# These are pics of my 77 gallon



## (ActivePulse) (Jan 23, 2003)

Hope you like, some pics were from a while ago. I changed the tank around a bit and took out alot of the plants!


----------



## (ActivePulse) (Jan 23, 2003)

some more!


----------



## Croz (Jan 29, 2003)

thats a nice plant sure wish i had one of those(inside joke). :







: nice tank man. man that first picture is so much better than the last picture.

Croz


----------



## (ActivePulse) (Jan 23, 2003)

some more!


----------



## (ActivePulse) (Jan 23, 2003)

more!


----------



## (ActivePulse) (Jan 23, 2003)

Last one for now


----------



## (ActivePulse) (Jan 23, 2003)

oops , i put 2 of the same pics in , sorry all


----------



## (ActivePulse) (Jan 23, 2003)

ok , last one, this time i mean it lol


----------



## Judazzz (Jan 13, 2003)

Cool pics!
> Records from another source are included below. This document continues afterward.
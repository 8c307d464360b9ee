mod http;
#[cfg(test)]
pub(crate) mod mock;

pub use http::HttpBrowser;

use scraper::{Html, Selector};
use std::time::Duration;

#[derive(Debug, thiserror::Error)]
pub enum PageError {
    #[error("Navigation failed: {0}")]
    Navigation(String),

    #[error("Timed out waiting for {0}")]
    Timeout(String),

    #[error("No element matches {0}")]
    NotFound(String),

    #[error("Invalid selector {0}")]
    InvalidSelector(String),

    #[error("Unsupported interaction: {0}")]
    Unsupported(String),

    #[error("HTTP error")]
    Http(#[from] reqwest::Error),

    #[error("Cannot serialize session")]
    Snapshot(#[from] serde_json::Error),
}

/// Opaque browsing-context state (cookies and the like) that lets a later run
/// reuse an earlier login. Only the engine that produced it interprets it.
#[derive(Debug, Clone, PartialEq, serde::Serialize, serde::Deserialize)]
#[serde(transparent)]
pub struct SessionSnapshot(pub serde_json::Value);

#[async_trait::async_trait]
pub trait Page: Send + Sync {
    async fn goto(&mut self, url: &str) -> Result<(), PageError>;

    fn url(&self) -> Option<String>;

    async fn content(&self) -> Result<String, PageError>;

    async fn click(&mut self, selector: &str) -> Result<(), PageError>;

    async fn fill(&mut self, selector: &str, value: &str) -> Result<(), PageError>;

    /// Waits until `selector` matches, failing with [`PageError::Timeout`]
    /// once `timeout` has passed.
    async fn wait_for(&mut self, selector: &str, timeout: Duration) -> Result<(), PageError>;

    async fn snapshot(&self) -> Result<SessionSnapshot, PageError>;

    async fn exists(&self, selector: &str) -> Result<bool, PageError> {
        let html = self.content().await?;
        Ok(count_matches(&html, selector)? > 0)
    }
}

#[async_trait::async_trait]
pub trait Browser: Send + Sync {
    async fn new_page(&self, session: Option<SessionSnapshot>)
        -> Result<Box<dyn Page>, PageError>;
}

#[derive(Debug, Clone, Copy, PartialEq, Eq)]
pub struct Pacing {
    enabled: bool,
}

impl Pacing {
    pub const fn new() -> Pacing {
        Pacing { enabled: true }
    }

    pub const fn disabled() -> Pacing {
        Pacing { enabled: false }
    }

    pub async fn settle(&self, millis: u64) {
        if self.enabled {
            tokio::time::sleep(Duration::from_millis(millis)).await;
        }
    }
}

impl Default for Pacing {
    fn default() -> Self {
        Pacing::new()
    }
}

pub(crate) fn parse_selector(selector: &str) -> Result<Selector, PageError> {
    Selector::parse(selector).map_err(|_| PageError::InvalidSelector(selector.to_string()))
}

pub(crate) fn count_matches(html: &str, selector: &str) -> Result<usize, PageError> {
    let selector = parse_selector(selector)?;
    Ok(Html::parse_document(html).select(&selector).count())
}

/// Resolves `href` against the page it was found on, like `anchor.href` does
/// in a browser.
pub(crate) fn resolve_href(base: Option<&str>, href: &str) -> String {
    let href = href.trim();
    base.and_then(|base| reqwest::Url::parse(base).ok())
        .and_then(|base| base.join(href).ok())
        .map(|url| url.to_string())
        .unwrap_or_else(|| href.to_string())
}
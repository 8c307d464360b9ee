use super::{count_matches, parse_selector, resolve_href, Browser, Page, PageError, SessionSnapshot};
use scraper::Html;
use std::{
    collections::{HashMap, HashSet},
    sync::{Arc, Mutex},
    time::Duration,
};

#[derive(Debug, Clone, Default)]
pub(crate) struct MockPage {
    pages: HashMap<String, String>,
    transitions: HashMap<(String, String), String>,
    redirects: HashMap<String, String>,
    failing: HashSet<String>,
    current: Option<String>,
    session: Option<SessionSnapshot>,
    log: Arc<Mutex<Vec<String>>>,
}

impl MockPage {
    pub(crate) fn new() -> MockPage {
        MockPage::default()
    }

    pub(crate) fn page(mut self, url: &str, html: &str) -> MockPage {
        self.pages.insert(url.to_string(), html.to_string());
        self
    }

    /// Clicking `selector` while on `from` loads `to`.
    pub(crate) fn transition(mut self, from: &str, selector: &str, to: &str) -> MockPage {
        self.transitions
            .insert((from.to_string(), selector.to_string()), to.to_string());
        self
    }

    /// Navigating to `from` ends up on `to`.
    pub(crate) fn redirect(mut self, from: &str, to: &str) -> MockPage {
        self.redirects.insert(from.to_string(), to.to_string());
        self
    }

    pub(crate) fn failing(mut self, url: &str) -> MockPage {
        self.failing.insert(url.to_string());
        self
    }

    /// Starts the page on `url` without logging a navigation.
    pub(crate) fn at(mut self, url: &str) -> MockPage {
        self.current = Some(url.to_string());
        self
    }

    pub(crate) fn log(&self) -> Vec<String> {
        self.log.lock().map(|l| l.clone()).unwrap_or_default()
    }

    fn record(&self, entry: String) {
        if let Ok(mut log) = self.log.lock() {
            log.push(entry);
        }
    }

    fn html(&self) -> Result<&String, PageError> {
        self.current
            .as_ref()
            .and_then(|url| self.pages.get(url))
            .ok_or_else(|| PageError::Navigation("no document loaded".to_string()))
    }

    fn load(&mut self, url: &str) -> Result<(), PageError> {
        let url = self.redirects.get(url).cloned().unwrap_or_else(|| url.to_string());
        let url = url.as_str();
        if self.failing.contains(url) || !self.pages.contains_key(url) {
            return Err(PageError::Navigation(url.to_string()));
        }
        self.current = Some(url.to_string());
        Ok(())
    }
}

#[async_trait::async_trait]
impl Page for MockPage {
    async fn goto(&mut self, url: &str) -> Result<(), PageError> {
        self.record(format!("goto {}", url));
        self.load(url)
    }

    fn url(&self) -> Option<String> {
        self.current.clone()
    }

    async fn content(&self) -> Result<String, PageError> {
        self.html().cloned()
    }

    async fn click(&mut self, selector: &str) -> Result<(), PageError> {
        self.record(format!("click {}", selector));
        let current = self.current.clone().unwrap_or_default();
        if let Some(to) = self.transitions.get(&(current.clone(), selector.to_string())) {
            let to = to.clone();
            return self.load(&to);
        }

        let href = {
            let parsed = parse_selector(selector)?;
            let document = Html::parse_document(self.html()?);
            let element = document
                .select(&parsed)
                .next()
                .ok_or_else(|| PageError::NotFound(selector.to_string()))?;
            element.value().attr("href").map(ToString::to_string)
        };
        match href {
            Some(href) => {
                let to = resolve_href(Some(&current), &href);
                self.load(&to)
            }
            None => Err(PageError::Unsupported(format!("click on {}", selector))),
        }
    }

    async fn fill(&mut self, selector: &str, value: &str) -> Result<(), PageError> {
        if count_matches(self.html()?, selector)? == 0 {
            return Err(PageError::NotFound(selector.to_string()));
        }
        self.record(format!("fill {} {}", selector, value));
        Ok(())
    }

    async fn wait_for(&mut self, selector: &str, _timeout: Duration) -> Result<(), PageError> {
        if count_matches(self.html()?, selector)? > 0 {
            Ok(())
        } else {
            Err(PageError::Timeout(selector.to_string()))
        }
    }

    async fn snapshot(&self) -> Result<SessionSnapshot, PageError> {
        Ok(SessionSnapshot(serde_json::json!({
            "mock": self.current,
            "restored": self.session.is_some(),
        })))
    }
}

#[derive(Debug, Clone, Default)]
pub(crate) struct MockBrowser {
    template: MockPage,
    sessions: Arc<Mutex<Vec<Option<SessionSnapshot>>>>,
}

impl MockBrowser {
    pub(crate) fn new(template: MockPage) -> MockBrowser {
        MockBrowser {
            template,
            sessions: Arc::default(),
        }
    }

    pub(crate) fn log(&self) -> Vec<String> {
        self.template.log()
    }

    pub(crate) fn sessions(&self) -> Vec<Option<SessionSnapshot>> {
        self.sessions.lock().map(|s| s.clone()).unwrap_or_default()
    }
}

#[async_trait::async_trait]
impl Browser for MockBrowser {
    async fn new_page(
        &self,
        session: Option<SessionSnapshot>,
    ) -> Result<Box<dyn Page>, PageError> {
        if let Ok(mut sessions) = self.sessions.lock() {
            sessions.push(session.clone());
        }
        let mut page = self.template.clone();
        page.session = session;
        Ok(Box::new(page))
    }
}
That's a great tank you have.
Your reds have a great coloration! Do you give them a specific diet to get that result, or are you just a lucky bastard with some great looking natts :







: 
And what are those other fish in there?


----------



## (ActivePulse) (Jan 23, 2003)

Thx







I feed them alot of beefheart, shrimp, flake foods , gold fish, other fish , mice and stuff i have around the house.
the other fish are: Convicts, pleco, black tetra, red eye tetras , plus baby convicts


----------



## Xenon (Nov 15, 2002)

are those cichlids sitll alive?


----------



## Black Piranha (Feb 1, 2003)

cant wait till my reds look that nice. nice setup man


----------



## (ActivePulse) (Jan 23, 2003)

Thx all , yup the convicts are still alive and kicking or should I say swimming


----------



## RhomZilla (Feb 12, 2003)

Yeah nice pix!!! Specially the colors on your Ps. Are those plants fake or real?


----------



## MPower (Jan 29, 2003)

Nice setup!


----------



## thePACK (Jan 3, 2003)

nice setup


----------



## Nethius (Feb 23, 2003)

nice pics, love the setup!


----------



## GARGOYLE (Feb 12, 2003)

Awesome set-up!


----------



## SnowCichlid. (Jan 10, 2003)

are some of those the ones you took with my old digi cam?


----------



## (ActivePulse) (Jan 23, 2003)

yes , and the plants are real!


----------



## luva40 (Jan 5, 2003)

Like the setup. Whats that in the background? Please tell me it is the stand for a MONSTER tank in the future. :biggrin:

-Kevin-


----------



## (ActivePulse) (Jan 23, 2003)

lol, no thats or 2nd kitchen


----------



## 123 (Feb 26, 2003)

nice tank! how many reds r there


----------



## marco (Jan 2, 2003)

nice fish and tank bro.


----------



## (ActivePulse) (Jan 23, 2003)

6 REDS


----------



## (ActivePulse) (Jan 23, 2003)

6 REDS


----------



## bobme (Feb 17, 2003)

Nice tank, and nice plants!


----------



## RHOM (Jan 28, 2003)

nice tank


----------



## (ActivePulse) (Jan 23, 2003)

Thx all







, I will have a video and some more pics soon


----------